The sleep clinic combines the research capabilities of Wits University’s Ezintsha with the bedding brand Restonic’s mission to enable well-being and success through the power of sleep.
As a center for sleep analysis, the Restonic Ezintsha Sleep Clinic will service patients with sleep problems, advance local sleep research and the interplay of sleep with other health conditions, and train other doctors to diagnose and treat sleep disorders.
Alison Bentley, PhD, a sleep disorder specialist in practice for over 30 years, ran the first diagnostic sleep laboratory in South Africa from 1990 to 1998. Bentley now serves as a medical doctor at the Restonic Ezintsha Sleep Clinic, which launched in September.
“Sleep touches every area of medicine and remains under-researched in South Africa. There is no other academic facility that is research-focused, that is clinical-focused, that is aimed at finding out how sleep works in South Africans,” says Bentley in a release.
The Restonic Ezintsha Sleep Clinic will fulfill three key functions: clinical, research, and training.
Clinical Offering
The clinic offers four overnight sleep rooms for patients with sleep problems who have been referred by their doctor for sleep analysis, including a dedicated bedroom for sleep studies focusing on children.
Patients are also able to book a consultation to discuss their sleep issues with a doctor who understands and has training in the sleep field.
“In the future, the Restonic Ezintsha Sleep Clinic hopes to offer lectures and group treatment options for the public on topics ranging from snoring to sleep apnoea and insomnia,” says Bentley in the release.
Understanding Sleep in South Africans
Bentley says the development of sleep studies is important in Africa for three reasons.

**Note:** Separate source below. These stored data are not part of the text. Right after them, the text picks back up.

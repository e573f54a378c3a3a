//! Plain-text rendering of vertex and cell grids for debugging

use ndarray::Array2;

use crate::spatial::grid::{Cell, CellGrid, VertexGrid};

/// Width of a formatted value column
const COLUMN_WIDTH: usize = 3;

/// Cell attribute selected for display
#[derive(Debug, Clone, Copy, PartialEq, Eq)]
pub enum CellField {
    /// Region ids
    Region,
    /// Palette color indices
    Color,
}

impl CellField {
    const fn select(self, cell: &Cell) -> u32 {
        match self {
            Self::Region => cell.region,
            Self::Color => cell.color,
        }
    }
}

/// Format the vertex visit orders, top row first
pub fn format_vertices(vertices: &VertexGrid) -> String {
    format_grid(vertices, |&order| order)
}

/// Format one field of every cell, top row first
pub fn format_cells(cells: &CellGrid, field: CellField) -> String {
    format_grid(cells, |cell| field.select(cell))
}

// y grows upwards, so the last row is printed first
fn format_grid<T>(grid: &Array2<T>, value: impl Fn(&T) -> u32) -> String {
    let (cols, rows) = grid.dim();
    let mut output = String::new();

    for y in (0..rows).rev() {
        let line: String = (0..cols)
            .filter_map(|x| grid.get([x, y]))
            .map(|item| format!("{:<width$}", value(item), width = COLUMN_WIDTH))
            .collect();
        output.push_str(line.trim_end());
        output.push('\n');
    }

    output
}
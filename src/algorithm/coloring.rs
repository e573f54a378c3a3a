//! Bounded random coloring of cells within each region
//!
//! Every region receives a single palette color applied to a random subset of
//! its cells. The palette cursor advances once per region, so neighbouring
//! region ids rotate through the palette.

use rand::Rng;
use rand::seq::index;

use crate::algorithm::regions::RegionMembers;
use crate::spatial::grid::CellGrid;

/// Per-region limits on the number of colored cells
#[derive(Debug, Clone, Copy, PartialEq, Eq, Default)]
pub struct RegionBounds {
    /// Regions with at least this many cells get at least this many colored
    pub min_per_region: usize,
    /// Upper limit on colored cells per region (`None` = unbounded)
    pub max_per_region: Option<usize>,
}

impl RegionBounds {
    /// Number of cells to color in a region of `size` cells, given a random draw
    ///
    /// `upper_random` is the uniform draw from `[0, max(1, size - 1))`.
    pub fn colored_count(&self, size: usize, upper_random: usize) -> usize {
        let count = self.min_per_region.min(size).max(upper_random);
        let count = self.max_per_region.map_or(count, |max| count.min(max));
        count.min(size)
    }
}

/// Palette color (1-based) given to the region processed at `cursor`
pub const fn palette_color(cursor: usize, palette_len: usize) -> u32 {
    (cursor % palette_len) as u32 + 1
}

/// Color a bounded random subset of each region's cells
///
/// Regions are processed in ascending id order. The palette cursor starts at
/// `palette_len` and advances for every region, including regions that end
/// up with no colored cells. Returns the number of cells colored per region.
pub fn assign_colors<R: Rng + ?Sized>(
    cells: &mut CellGrid,
    regions: &RegionMembers,
    palette_len: usize,
    bounds: RegionBounds,
    rng: &mut R,
) -> Vec<usize> {
    let palette_len = palette_len.max(1);
    let mut colored = Vec::with_capacity(regions.len());

    for (offset, members) in regions.iter().enumerate() {
        let size = members.len();
        let upper_random = rng.random_range(0..size.saturating_sub(1).max(1));
        let count = bounds.colored_count(size, upper_random);

        if count > 0 {
            let color = palette_color(palette_len + offset, palette_len);
            for chosen in index::sample(rng, size, count) {
                if let Some(cell) = members.get(chosen).and_then(|&pos| cells.get_mut(pos)) {
                    cell.color = color;
                }
            }
        }

        colored.push(count);
    }

    colored
}
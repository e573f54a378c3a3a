//! Tests for palette parsing and color name resolution

#[cfg(test)]
mod tests {
    use randopanel::AlgorithmError;
    use randopanel::io::palette::{
        NAMED_COLORS, Palette, is_rgb_triple, normalize_name, resolve_color,
    };

    // Tests palettes must hold at least one color
    // Verified by accepting empty palettes
    #[test]
    fn test_palette_new_rejects_empty() {
        assert!(matches!(
            Palette::new(Vec::new()),
            Err(AlgorithmError::InvalidParameter {
                parameter: "colors",
                ..
            })
        ));

        let palette = Palette::new(vec!["red".to_string()]);
        assert!(palette.is_ok_and(|p| p.len() == 1 && !p.is_empty()));
    }

    // Tests list parsing drops empty entries and restores hex prefixes
    // Verified by keeping spaces in names
    #[test]
    fn test_palette_parse_list() {
        let parsed = Palette::parse_list("red,, ff0000,12-34-56,");
        assert!(parsed.is_ok_and(|p| p.names() == ["red", "+ff0000", "12-34-56"]));

        assert!(Palette::parse_list("").is_err());
        assert!(Palette::parse_list(",,").is_err());
    }

    // Tests named colors, including the themed set
    // Verified by removing a table entry
    #[test]
    fn test_resolve_named_colors() {
        assert_eq!(resolve_color("black").ok(), Some([0, 0, 0]));
        assert_eq!(resolve_color("grey").ok(), Some([128, 128, 128]));
        assert_eq!(resolve_color("looksy-gold").ok(), Some([255, 201, 0]));
        assert_eq!(resolve_color("looksy-violet").ok(), Some([129, 1, 255]));

        for (name, rgb) in NAMED_COLORS {
            assert_eq!(resolve_color(name).ok(), Some(rgb), "{name}");
        }
    }

    // Tests long and short hex codes
    // Verified by expanding short codes with zero padding
    #[test]
    fn test_resolve_hex_codes() {
        assert_eq!(resolve_color("+ff8000").ok(), Some([255, 128, 0]));
        assert_eq!(resolve_color("+F0a").ok(), Some([255, 0, 170]));

        assert!(resolve_color("+ff80").is_err());
        assert!(resolve_color("+gg0000").is_err());
        assert!(resolve_color("+").is_err());
    }

    // Tests decimal triples, including out of range channels
    // Verified by wrapping channels above 255
    #[test]
    fn test_resolve_rgb_triples() {
        assert_eq!(resolve_color("10-20-30").ok(), Some([10, 20, 30]));
        assert_eq!(resolve_color("255-255-255").ok(), Some([255, 255, 255]));

        assert!(resolve_color("256-0-0").is_err());
        assert!(resolve_color("1-2-x").is_err());
    }

    // Tests unknown names are reported with the name
    // Verified by falling back to black
    #[test]
    fn test_resolve_unknown_name() {
        let error = resolve_color("chartreuse").map_err(|e| e.to_string());
        assert_eq!(
            error,
            Err("Syntax error for color with name \"chartreuse\"".to_string())
        );
    }

    // Tests triple detection and name normalization
    // Verified by counting dashes instead of parts
    #[test]
    fn test_name_helpers() {
        assert!(is_rgb_triple("1-2-3"));
        assert!(is_rgb_triple("a-b-c"));
        assert!(!is_rgb_triple("looksy-red"));
        assert!(!is_rgb_triple("1-2-3-4"));

        assert_eq!(normalize_name(" 00ff00"), "+00ff00");
        assert_eq!(normalize_name("red"), "red");
    }
}
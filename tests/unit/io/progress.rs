//! Tests for batch progress tracking

#[cfg(test)]
mod tests {
    use randopanel::io::progress::ProgressManager;

    // Tests ProgressManager construction
    // Verified by setting wrong initial state
    #[test]
    fn test_progress_manager_new() {
        let pm = ProgressManager::new();

        assert!(!pm.is_visible());
        assert_eq!(pm.panel_count(), 0);
        assert_eq!(pm.completed(), 0);
    }

    // Tests default trait implementation
    // Verified by creating different initial states
    #[test]
    fn test_progress_manager_default() {
        let pm = ProgressManager::default();

        assert!(!pm.is_visible());
        assert_eq!(pm.panel_count(), 0);
    }

    // Tests single panel runs are tracked on the hidden bar
    // Verified by skipping progress updates on hidden bars
    #[test]
    fn test_single_panel_tracking() {
        let mut pm = ProgressManager::new();
        pm.initialize(1);

        pm.complete_panel(7);
        pm.finish();

        assert_eq!(pm.panel_count(), 1);
        assert_eq!(pm.completed(), 1);
    }

    // Tests every completed panel advances a batch bar
    // Verified by incrementing by the seed instead of one
    #[test]
    fn test_batch_tracking() {
        let mut pm = ProgressManager::new();
        pm.initialize(4);

        for seed in 100..104 {
            pm.complete_panel(seed);
        }
        pm.finish();

        assert_eq!(pm.panel_count(), 4);
        assert_eq!(pm.completed(), 4);
    }
}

“Firstly, we do need a Center of Excellence that’s looking at the academic interest—the real detail—behind sleep. Secondly, it’s really important to understand that as South Africans we are different from everybody else. We just are. There’s very little research done on [non-communicable diseases] and how they link to sleep so there’s really a big gap in the information about what happens to South Africans when they have sleep disorders.
“[Thirdly], we need to get creative about how we are going to treat patients in the public sector because it is extremely frustrating to be able to diagnose a sleep disorder and not treat it. So we do need to come up with solutions to both diagnose and treat those patients, and part of that is training doctors,” she says in the release.
Research Capabilities
Nomathemba Chandiwana, PhD, is a director and principal scientist at Ezintsha. She says in a release, “Ezintsha is known for being an infectious diseases site. HIV is mostly what we’ve been doing for 10, 20-plus years. However, in one of our flagship trials a couple of years ago, called ADVANCE, we found that people were gaining weight, and this got us into non-communicable diseases. And actually, that’s what’s killing most South Africans.”
She adds in the release, “We believe we have an opportunity to explore how sleep potentially affects other major healthcare concerns in the country, such as HIV, obesity, cardiovascular disease, and diabetes.”
The sleep clinic is poised to undertake large-scale research projects to gather more and better data, she says, as there is currently very little known about how sleep impacts other medical disorders in the South African population.
“We do not have an academic sleep lab on the continent, and that’s not acceptable. As Africans, with all the issues that we have, we also need our own solutions,” she says in the release. “From a research perspective, if you are changing policy, you need evidence, and evidence that is locally relevant. Other trials have been done in North America, but when they come to Africa, we’ve seen totally different things because we’re a different population. We’re younger. We’re seeing our people are having diabetes much younger.”
The clinic will also enable research and explore alternatives to the use of the current, expensive treatments for sleep disorders, such as the CPAP machine for obstructive sleep apnea. Bentley says in the release, “The nasal CPAP machine—you’ll see there’s one in every bedroom [of the sleep clinic] —but that’s a cost…Sure, they go for 10 to 15 years, but we can’t see the Department of Health paying for that for 23% of the adult population.”
Training for Medical Professionals
The Restonic Ezintsha Sleep Clinic is also an environment to train doctors in the broad field of sleep medicine. “Given the prevalence of sleep disorders and their effects on other medical disorders, it is essential that most doctors are exposed and trained on these problems,” says Bentley in the release.
Doctors residing in Johannesburg are able to attend in-person case presentations, while those further afield can attend remote video call discussions or arrange to visit for a week or more.
Bentley says in the release, “From a training point of view, we’d love to have doctors come in here, work with us. We’d love doctors who are interested in sleep medicine to come and have a consulting room, see patients with insomnia for a morning. Let’s educate doctors. Let’s get doctors knowing about sleep.”
Chandiwanda concurs. She adds in the release, “Once we have locally relevant data, you can do so many things. You can write guidelines that work for us. We’re able to train doctors for an environment that works for us because, right now, all the training we’re doing we’re doing based on North American standards. We don’t know if that actually works for our populations here.”